Start of Block

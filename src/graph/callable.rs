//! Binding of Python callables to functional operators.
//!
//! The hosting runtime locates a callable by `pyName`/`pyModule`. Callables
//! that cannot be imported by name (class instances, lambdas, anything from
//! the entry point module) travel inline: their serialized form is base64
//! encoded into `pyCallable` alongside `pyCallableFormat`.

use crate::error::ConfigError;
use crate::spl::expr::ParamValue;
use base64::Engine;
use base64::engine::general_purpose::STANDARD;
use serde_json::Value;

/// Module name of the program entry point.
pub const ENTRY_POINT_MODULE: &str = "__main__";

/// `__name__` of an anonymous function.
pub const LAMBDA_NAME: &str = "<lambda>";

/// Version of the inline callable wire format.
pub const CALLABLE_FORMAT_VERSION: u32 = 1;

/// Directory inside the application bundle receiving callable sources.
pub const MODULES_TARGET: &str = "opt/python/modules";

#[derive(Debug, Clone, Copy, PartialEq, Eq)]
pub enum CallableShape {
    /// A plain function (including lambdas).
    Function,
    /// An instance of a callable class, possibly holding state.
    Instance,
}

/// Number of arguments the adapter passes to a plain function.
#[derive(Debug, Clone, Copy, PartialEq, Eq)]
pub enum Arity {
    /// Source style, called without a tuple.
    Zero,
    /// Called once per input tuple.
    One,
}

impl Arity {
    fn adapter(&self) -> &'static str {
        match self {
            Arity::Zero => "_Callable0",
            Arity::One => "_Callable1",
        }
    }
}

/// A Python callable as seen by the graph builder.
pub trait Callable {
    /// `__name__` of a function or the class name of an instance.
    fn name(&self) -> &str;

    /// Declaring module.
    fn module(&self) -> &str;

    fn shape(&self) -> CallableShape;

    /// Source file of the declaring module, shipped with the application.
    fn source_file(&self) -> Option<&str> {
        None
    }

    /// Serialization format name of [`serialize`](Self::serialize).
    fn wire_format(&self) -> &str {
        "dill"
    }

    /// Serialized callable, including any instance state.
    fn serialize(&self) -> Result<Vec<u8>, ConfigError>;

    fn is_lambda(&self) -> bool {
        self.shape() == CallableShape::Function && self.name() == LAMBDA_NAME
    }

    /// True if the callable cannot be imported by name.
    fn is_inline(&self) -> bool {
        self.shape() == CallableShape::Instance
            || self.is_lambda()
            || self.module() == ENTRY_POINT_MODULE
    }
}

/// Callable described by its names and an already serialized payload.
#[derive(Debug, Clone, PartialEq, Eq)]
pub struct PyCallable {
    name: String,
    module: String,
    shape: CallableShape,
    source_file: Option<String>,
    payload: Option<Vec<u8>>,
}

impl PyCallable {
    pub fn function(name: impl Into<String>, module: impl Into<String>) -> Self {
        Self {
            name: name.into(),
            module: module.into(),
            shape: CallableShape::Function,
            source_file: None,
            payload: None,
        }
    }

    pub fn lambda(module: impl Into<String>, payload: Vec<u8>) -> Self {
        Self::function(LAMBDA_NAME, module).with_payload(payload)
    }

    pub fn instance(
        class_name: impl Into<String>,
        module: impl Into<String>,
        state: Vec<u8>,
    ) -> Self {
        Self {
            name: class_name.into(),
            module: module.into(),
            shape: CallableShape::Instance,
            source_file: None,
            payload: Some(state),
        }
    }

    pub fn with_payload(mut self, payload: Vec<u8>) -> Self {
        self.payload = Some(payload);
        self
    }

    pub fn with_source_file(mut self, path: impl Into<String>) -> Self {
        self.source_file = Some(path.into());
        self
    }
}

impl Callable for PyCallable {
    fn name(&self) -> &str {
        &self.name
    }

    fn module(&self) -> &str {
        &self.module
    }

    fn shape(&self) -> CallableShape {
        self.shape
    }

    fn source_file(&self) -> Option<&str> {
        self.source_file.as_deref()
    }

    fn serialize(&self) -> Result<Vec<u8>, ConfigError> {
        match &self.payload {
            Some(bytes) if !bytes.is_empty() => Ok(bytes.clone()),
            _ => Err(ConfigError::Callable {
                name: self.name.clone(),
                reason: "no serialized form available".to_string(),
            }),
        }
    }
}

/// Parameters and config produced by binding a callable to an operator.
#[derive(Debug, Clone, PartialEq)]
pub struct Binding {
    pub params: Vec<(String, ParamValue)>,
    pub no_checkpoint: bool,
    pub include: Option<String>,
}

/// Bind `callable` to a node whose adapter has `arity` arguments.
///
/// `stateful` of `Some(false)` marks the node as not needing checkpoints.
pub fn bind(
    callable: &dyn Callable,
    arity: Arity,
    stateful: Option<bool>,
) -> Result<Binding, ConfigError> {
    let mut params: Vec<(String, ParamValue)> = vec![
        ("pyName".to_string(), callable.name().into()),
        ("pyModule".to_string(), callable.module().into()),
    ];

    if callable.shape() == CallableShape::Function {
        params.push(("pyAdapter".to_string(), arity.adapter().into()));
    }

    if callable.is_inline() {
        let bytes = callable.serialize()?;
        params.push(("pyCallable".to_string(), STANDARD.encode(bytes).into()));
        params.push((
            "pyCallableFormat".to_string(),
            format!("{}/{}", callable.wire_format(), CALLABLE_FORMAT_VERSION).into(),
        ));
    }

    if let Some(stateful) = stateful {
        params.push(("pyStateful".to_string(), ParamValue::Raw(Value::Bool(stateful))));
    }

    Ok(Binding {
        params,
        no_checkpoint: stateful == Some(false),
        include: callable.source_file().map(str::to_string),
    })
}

End of Block

**Problem statement**
Reproduce verbatim the range of lines that opens the records and closes with the line containing "use crate::error::ConfigError;". Omit everything after it.

**Problem solution**
filename src/graph/callable.rs
//! Binding of Python callables to functional operators.
//!
//! The hosting runtime locates a callable by `pyName`/`pyModule`. Callables
//! that cannot be imported by name (class instances, lambdas, anything from
//! the entry point module) travel inline: their serialized form is base64
//! encoded into `pyCallable` alongside `pyCallableFormat`.

use crate::error::ConfigError;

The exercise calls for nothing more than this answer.